Otherwise, the negative log likelihood is the same reconstruction loss as in the Lightning tutorial:

def log_posterior(params, batch, num_data):
    x, y = batch
    x = x.view(x.size(0), -1)
    z = encoder_function(params[0], x)
    x_hat = decoder_function(params[1], z)
    log_lik = (
        torch.distributions.Normal(x_hat, 1, validate_args=False)
        .log_prob(x)
        .sum(-1)
        .mean()
    )
    log_prior = posteriors.diag_normal_log_prob(
        params[0]
    ) + posteriors.diag_normal_log_prob(params[1])
    return log_lik + log_prior / num_data, x_hat

posteriors method𝞡

We can now define the posteriors method. For example, we could us vi.diag

method, config_args = posteriors.vi.diag, {"optimizer": torchopt.adam(lr=1e-3)}
or sgmcmc.sghmc:
method, config_args = posteriors.sgmcmc.sghmc, {"lr": 1e-3}
We can easily swap methods using posteriors's unified interface.

Lightning module𝞡

The LightningModule is the same as in the Lightning tutorial, with a few minor modifications:

  • We add a num_data attribute to the class, as well as a log_posterior method that depends on it.
  • The training step now simply calls update and logs the float attributes.
  • We use configure_optimizers to build the transform object and the state.

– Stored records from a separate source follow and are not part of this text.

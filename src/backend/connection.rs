//! Display server connection
//!
//! Owns the socket, the event queue and the dispatch state. Bootstrap binds
//! the required globals and checks the shm format before anything else can
//! use the connection; [`Connection::run_once`] is the single place where
//! socket readiness turns into dispatched protocol events.

use std::env;
use std::io;
use std::os::unix::net::UnixStream;
use std::path::PathBuf;
use std::time::Duration;

use log::{debug, info, trace, warn};
use wayland_client::backend::WaylandError;
use wayland_client::{ConnectError, EventQueue, QueueHandle};

use super::event_loop::{EventLoop, Readiness};
use crate::config::BackendConfig;
use crate::error::{Error, Result};
use crate::input::PointerEvent;
use crate::protocol::{BoundGlobals, ClientState};
use crate::surface::shm::ShmFormat;
use crate::window::WindowId;

fn would_block(err: &WaylandError) -> bool {
    matches!(err, WaylandError::Io(e) if e.kind() == io::ErrorKind::WouldBlock)
}

/// A bootstrapped connection to the display server
pub struct Connection {
    event_loop: EventLoop,
    queue: EventQueue<ClientState>,
    qh: QueueHandle<ClientState>,
    state: ClientState,
    globals: BoundGlobals,
    conn: wayland_client::Connection,
}

impl Connection {
    /// Connect and bind every capability the backend needs.
    ///
    /// Fails if the server is unreachable, lacks one of the compositor, shm,
    /// xdg_wm_base or seat globals, or does not offer XRGB8888 buffers.
    pub fn connect(config: &BackendConfig) -> Result<Self> {
        let runtime_dir = env::var_os("XDG_RUNTIME_DIR").map(PathBuf::from);
        let conn = match config.socket_path(runtime_dir) {
            Some(path) => {
                debug!("Connecting to {}", path.display());
                let stream = UnixStream::connect(&path).map_err(|err| {
                    warn!("Cannot reach display at {}: {}", path.display(), err);
                    Error::Connect(ConnectError::NoCompositor)
                })?;
                wayland_client::Connection::from_socket(stream)?
            }
            None => wayland_client::Connection::connect_to_env()?,
        };
        Self::bootstrap(conn)
    }

    /// Bootstrap over an already connected socket
    pub fn from_socket(stream: UnixStream) -> Result<Self> {
        Self::bootstrap(wayland_client::Connection::from_socket(stream)?)
    }

    fn bootstrap(conn: wayland_client::Connection) -> Result<Self> {
        let mut queue = conn.new_event_queue::<ClientState>();
        let qh = queue.handle();
        let _registry = conn.display().get_registry(&qh, ());

        let mut state = ClientState::new();
        queue.roundtrip(&mut state)?;
        let globals = state.globals.require()?;
        if state.input.is_none() {
            return Err(Error::MissingGlobal("wl_seat"));
        }

        // Second round-trip collects shm formats and seat capabilities
        queue.roundtrip(&mut state)?;
        if !state.formats.contains(ShmFormat::Xrgb8888) {
            return Err(Error::MissingShmFormat);
        }

        let mut event_loop = EventLoop::new(conn.backend().poll_fd())?;
        event_loop.arm_write()?;

        info!(
            "Connected to display server (shm formats {:#x})",
            state.formats.mask()
        );
        Ok(Self {
            event_loop,
            queue,
            qh,
            state,
            globals,
            conn,
        })
    }

    /// Bound capability handles
    pub fn globals(&self) -> &BoundGlobals {
        &self.globals
    }

    pub fn qh(&self) -> &QueueHandle<ClientState> {
        &self.qh
    }

    /// Send all requests and wait until the server has answered them
    pub fn roundtrip(&mut self) -> Result<()> {
        self.queue.roundtrip(&mut self.state)?;
        Ok(())
    }

    /// Flush outgoing requests, tolerating a full socket
    pub fn flush(&mut self) -> Result<()> {
        match self.conn.flush() {
            Err(err) if would_block(&err) => {
                self.event_loop.arm_write()?;
                Ok(())
            }
            other => Ok(other?),
        }
    }

    /// One pass of the event loop.
    ///
    /// Dispatches anything already queued, flushes, waits for readiness for
    /// at most `timeout` (`None` waits forever), then reads and dispatches
    /// incoming events or finishes a blocked flush. Returns the readiness
    /// the wait reported; an empty set means the wait timed out.
    pub fn run_once(&mut self, timeout: Option<Duration>) -> Result<Readiness> {
        self.queue.dispatch_pending(&mut self.state)?;

        match self.queue.flush() {
            Ok(()) => {}
            Err(err) if would_block(&err) => self.event_loop.arm_write()?,
            Err(err) => {
                warn!("Flush failed: {}", err);
                return Ok(Readiness::empty());
            }
        }

        let fired = self.event_loop.wait(timeout)?;

        if fired.intersects(Readiness::READABLE | Readiness::ERROR) {
            if let Some(guard) = self.queue.prepare_read() {
                match guard.read() {
                    Ok(count) => trace!("Read {} events", count),
                    Err(err) if would_block(&err) => {}
                    Err(err) => return Err(err.into()),
                }
            }
            self.queue.dispatch_pending(&mut self.state)?;
        }

        if fired.contains(Readiness::WRITABLE) {
            match self.queue.flush() {
                Ok(()) => self.event_loop.disarm_write()?,
                Err(err) if would_block(&err) => {}
                Err(err) => return Err(err.into()),
            }
        }

        Ok(fired)
    }

    /// Take the pointer events routed during dispatch
    pub fn take_pointer_events(&mut self) -> Vec<(WindowId, PointerEvent)> {
        self.state
            .input
            .as_mut()
            .map(|input| input.take_pending())
            .unwrap_or_default()
    }

    /// Most recent decoded key, discarding older ones
    pub fn get_key(&mut self) -> Option<u8> {
        self.state.input.as_mut()?.keyboard().get_key()
    }

    /// Drop input state held for a destroyed window
    pub fn forget_window(&mut self, window: WindowId) {
        if let Some(input) = self.state.input.as_mut() {
            input.forget(window);
        }
    }
}

impl Drop for Connection {
    fn drop(&mut self) {
        // Input devices and the seat go before the shell
        self.state.input = None;
        self.globals.wm_base.destroy();
        if let Err(err) = self.conn.flush() {
            debug!("Final flush failed: {}", err);
        }
        info!("Disconnected from display server");
    }
}

impl std::fmt::Debug for Connection {
    fn fmt(&self, f: &mut std::fmt::Formatter<'_>) -> std::fmt::Result {
        f.debug_struct("Connection")
            .field("globals", &self.globals)
            .field("formats", &self.state.formats)
            .field("write_armed", &self.event_loop.write_armed())
            .finish()
    }
}
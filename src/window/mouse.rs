//! Per-window mouse state and callback translation

use bitflags::bitflags;

use crate::input::{MouseButton, PointerEvent};

/// Mouse event kinds, numbered as the host library numbers them
#[derive(Debug, Clone, Copy, PartialEq, Eq)]
#[repr(i32)]
pub enum MouseEventKind {
    Move = 0,
    LeftButtonDown = 1,
    RightButtonDown = 2,
    MiddleButtonDown = 3,
    LeftButtonUp = 4,
    RightButtonUp = 5,
    MiddleButtonUp = 6,
}

impl MouseEventKind {
    fn button(button: MouseButton, pressed: bool) -> Self {
        match (button, pressed) {
            (MouseButton::Left, true) => MouseEventKind::LeftButtonDown,
            (MouseButton::Right, true) => MouseEventKind::RightButtonDown,
            (MouseButton::Middle, true) => MouseEventKind::MiddleButtonDown,
            (MouseButton::Left, false) => MouseEventKind::LeftButtonUp,
            (MouseButton::Right, false) => MouseEventKind::RightButtonUp,
            (MouseButton::Middle, false) => MouseEventKind::MiddleButtonUp,
        }
    }
}

bitflags! {
    /// Button flags carried by mouse events
    #[derive(Debug, Clone, Copy, PartialEq, Eq, Default)]
    pub struct MouseFlags: i32 {
        const LBUTTON = 1;
        const RBUTTON = 2;
        const MBUTTON = 4;
    }
}

impl From<MouseButton> for MouseFlags {
    fn from(button: MouseButton) -> Self {
        match button {
            MouseButton::Left => MouseFlags::LBUTTON,
            MouseButton::Right => MouseFlags::RBUTTON,
            MouseButton::Middle => MouseFlags::MBUTTON,
        }
    }
}

/// A translated mouse event
#[derive(Debug, Clone, Copy, PartialEq, Eq)]
pub struct MouseEvent {
    pub kind: MouseEventKind,
    pub x: i32,
    pub y: i32,
    pub flags: MouseFlags,
}

/// Mouse callback; any host context is captured by the closure
pub type MouseCallback = Box<dyn FnMut(MouseEvent)>;

/// Drag and position state of one window
#[derive(Default)]
pub struct MouseState {
    drag: bool,
    button: Option<MouseButton>,
    last_x: i32,
    last_y: i32,
    callback: Option<MouseCallback>,
}

impl MouseState {
    pub fn new() -> Self {
        Self::default()
    }

    /// Replace the registered callback
    pub fn set_callback(&mut self, callback: Option<MouseCallback>) {
        self.callback = callback;
    }

    pub fn has_callback(&self) -> bool {
        self.callback.is_some()
    }

    /// Whether a button is held
    pub fn dragging(&self) -> bool {
        self.drag
    }

    /// Last pointer position
    pub fn position(&self) -> (i32, i32) {
        (self.last_x, self.last_y)
    }

    /// Translate a routed pointer event. Unknown buttons yield nothing.
    pub fn translate(&mut self, event: PointerEvent) -> Option<MouseEvent> {
        match event {
            PointerEvent::Enter { x, y } => {
                self.last_x = x;
                self.last_y = y;
                Some(MouseEvent {
                    kind: MouseEventKind::Move,
                    x,
                    y,
                    flags: MouseFlags::empty(),
                })
            }
            PointerEvent::Motion { x, y } => {
                self.last_x = x;
                self.last_y = y;
                let flags = match (self.drag, self.button) {
                    (true, Some(button)) => button.into(),
                    _ => MouseFlags::empty(),
                };
                Some(MouseEvent {
                    kind: MouseEventKind::Move,
                    x,
                    y,
                    flags,
                })
            }
            PointerEvent::Button { code, pressed } => {
                let button = MouseButton::from_code(code)?;
                self.button = Some(button);
                self.drag = pressed;
                Some(MouseEvent {
                    kind: MouseEventKind::button(button, pressed),
                    x: self.last_x,
                    y: self.last_y,
                    flags: button.into(),
                })
            }
        }
    }

    /// Translate and deliver to the callback, if one is registered
    pub fn handle(&mut self, event: PointerEvent) {
        if let Some(event) = self.translate(event) {
            if let Some(callback) = self.callback.as_mut() {
                callback(event);
            }
        }
    }
}

impl std::fmt::Debug for MouseState {
    fn fmt(&self, f: &mut std::fmt::Formatter<'_>) -> std::fmt::Result {
        f.debug_struct("MouseState")
            .field("drag", &self.drag)
            .field("button", &self.button)
            .field("position", &(self.last_x, self.last_y))
            .field("callback", &self.callback.is_some())
            .finish()
    }
}
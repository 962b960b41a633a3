//! Generation request lifecycle.
//!
//! ```text
//! Created → Extracting → Normalizing → Prompting → AwaitingAi → Parsing
//!                                          ↑                       │
//!                                          └── next batch / fix ───┤
//!                                                                  ↓
//!                                   Completed ← Persisting ← Deduplicating
//! ```
//!
//! Any non-terminal state may fail. `NoContent` is reachable only while the
//! document's text is being produced. Terminal states are final except for
//! [`GenerationRequest::resume`], which restarts a failed request at the
//! stage after its last checkpoint.

use chrono::{DateTime, Utc};

use crate::error::TransitionError;
use crate::models::{
    ArtifactType, Checkpoint, FailureReason, GenerationOptions, GenerationRequest, RequestStatus,
};

fn rank(status: &RequestStatus) -> u8 {
    match status {
        RequestStatus::Created => 0,
        RequestStatus::Extracting => 1,
        RequestStatus::Normalizing => 2,
        RequestStatus::Prompting => 3,
        RequestStatus::AwaitingAi => 4,
        RequestStatus::Parsing => 5,
        RequestStatus::Deduplicating => 6,
        RequestStatus::Persisting => 7,
        RequestStatus::Completed => 8,
        RequestStatus::NoContent | RequestStatus::Failed { .. } => u8::MAX,
    }
}

/// Whether `from → to` is a legal forward transition.
pub fn can_transition(from: &RequestStatus, to: &RequestStatus) -> bool {
    if from.is_terminal() {
        return false;
    }
    match to {
        RequestStatus::Failed { .. } => true,
        RequestStatus::NoContent => matches!(
            from,
            RequestStatus::Extracting | RequestStatus::Normalizing
        ),
        RequestStatus::Prompting if *from == RequestStatus::Parsing => true,
        _ => rank(to) == rank(from) + 1,
    }
}

/// State a failed request restarts in, given its checkpoint.
pub fn resume_state(checkpoint: Checkpoint) -> RequestStatus {
    match checkpoint {
        Checkpoint::None => RequestStatus::Extracting,
        Checkpoint::Extracted => RequestStatus::Normalizing,
        Checkpoint::Normalized => RequestStatus::Prompting,
        Checkpoint::Parsed => RequestStatus::Deduplicating,
        Checkpoint::Deduplicated => RequestStatus::Persisting,
    }
}

impl GenerationRequest {
    pub fn new(
        request_id: String,
        source_document_id: String,
        artifact_type: ArtifactType,
        options: GenerationOptions,
        now: DateTime<Utc>,
    ) -> Self {
        Self {
            request_id,
            source_document_id,
            artifact_type,
            options,
            chunk_ids: Vec::new(),
            status: RequestStatus::Created,
            checkpoint: Checkpoint::None,
            warnings: Vec::new(),
            artifact_ids: Vec::new(),
            new_artifacts: 0,
            topic: None,
            retries: 0,
            regenerated_from: Vec::new(),
            created_at: now,
            updated_at: now,
        }
    }

    /// Move to `to`, rejecting anything the lifecycle does not allow.
    pub fn advance(&mut self, to: RequestStatus, now: DateTime<Utc>) -> Result<(), TransitionError> {
        if !can_transition(&self.status, &to) {
            return Err(TransitionError {
                from: self.status.name().to_string(),
                to: to.name().to_string(),
            });
        }
        self.status = to;
        self.updated_at = now;
        Ok(())
    }

    pub fn fail(&mut self, reason: FailureReason, now: DateTime<Utc>) -> Result<(), TransitionError> {
        self.advance(RequestStatus::Failed { reason }, now)
    }

    /// Record that a stage's output is now retained. Checkpoints never move back.
    pub fn reach_checkpoint(&mut self, checkpoint: Checkpoint) {
        self.checkpoint = self.checkpoint.max(checkpoint);
    }

    /// Restart a failed request at the stage after its checkpoint, or at
    /// `fallback` if that is earlier (when retained work was lost).
    pub fn resume(
        &mut self,
        fallback: Checkpoint,
        now: DateTime<Utc>,
    ) -> Result<RequestStatus, TransitionError> {
        if !matches!(self.status, RequestStatus::Failed { .. }) {
            return Err(TransitionError {
                from: self.status.name().to_string(),
                to: "retry".to_string(),
            });
        }
        self.checkpoint = self.checkpoint.min(fallback);
        let next = resume_state(self.checkpoint);
        self.status = next.clone();
        self.retries += 1;
        self.updated_at = now;
        Ok(next)
    }

    pub fn failure(&self) -> Option<&FailureReason> {
        match &self.status {
            RequestStatus::Failed { reason } => Some(reason),
            _ => None,
        }
    }
}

We do not return optimizers, as we do not want lightning's automatic optimization.
  • We load the number of data points in the training set in on_train_start, when the module has train_dataloader available.
  • We save and load the state of the transform in on_save_checkpoint and on_load_checkpoint so that we can resume training if needed.
class LitAutoEncoderUQ(L.LightningModule):
    def __init__(self, encoder, decoder):
        super().__init__()
        self.encoder = encoder
        self.decoder = decoder
        self.num_data = None

    def log_posterior(self, params, batch):
        return log_posterior(params, batch, self.num_data)

    def training_step(self, batch, batch_idx):
        # training_step defines the train loop.
        # it is independent of forward
        self.state = self.transform.update(self.state, batch, inplace=True)
        # Logging to TensorBoard (if installed) by default
        for k, v in self.state._asdict().items():
            if isinstance(v, float) or (isinstance(v, torch.Tensor) and v.numel() == 1):
                self.log(k, v)

    def configure_optimizers(self):
        # We don't need to return optimizers here, as we are using the `transform` object
        # rather than lightning's automatic optimization
        self.transform = method.build(self.log_posterior, **config_args)
        all_params = [
            dict(self.encoder.named_parameters()),
            dict(self.decoder.named_parameters()),
        ]
        self.state = self.transform.init(all_params)

    def on_train_start(self) -> None:
        # Load the number of data points used for log_posterior
        self.num_data = len(self.trainer.train_dataloader.dataset)

    def on_save_checkpoint(self, checkpoint):
        # Save the state of the transform
        checkpoint["state"] = self.state

    def on_load_checkpoint(self, checkpoint):
        # Load the state of the transform
        self.state = checkpoint["state"]

Load dataset and train!𝞡

Just as in the Lightning tutorial:

# init the autoencoder
autoencoderuq = LitAutoEncoderUQ(encoder, decoder)

# setup data
dataset = MNIST(os.getcwd(), download=True, transform=ToTensor())
train_loader = utils.data.DataLoader(dataset)

# train the model
trainer = L.Trainer(limit_train_batches=100, max_epochs=1)
trainer.fit(model=autoencoderuq, train_dataloaders=train_loader)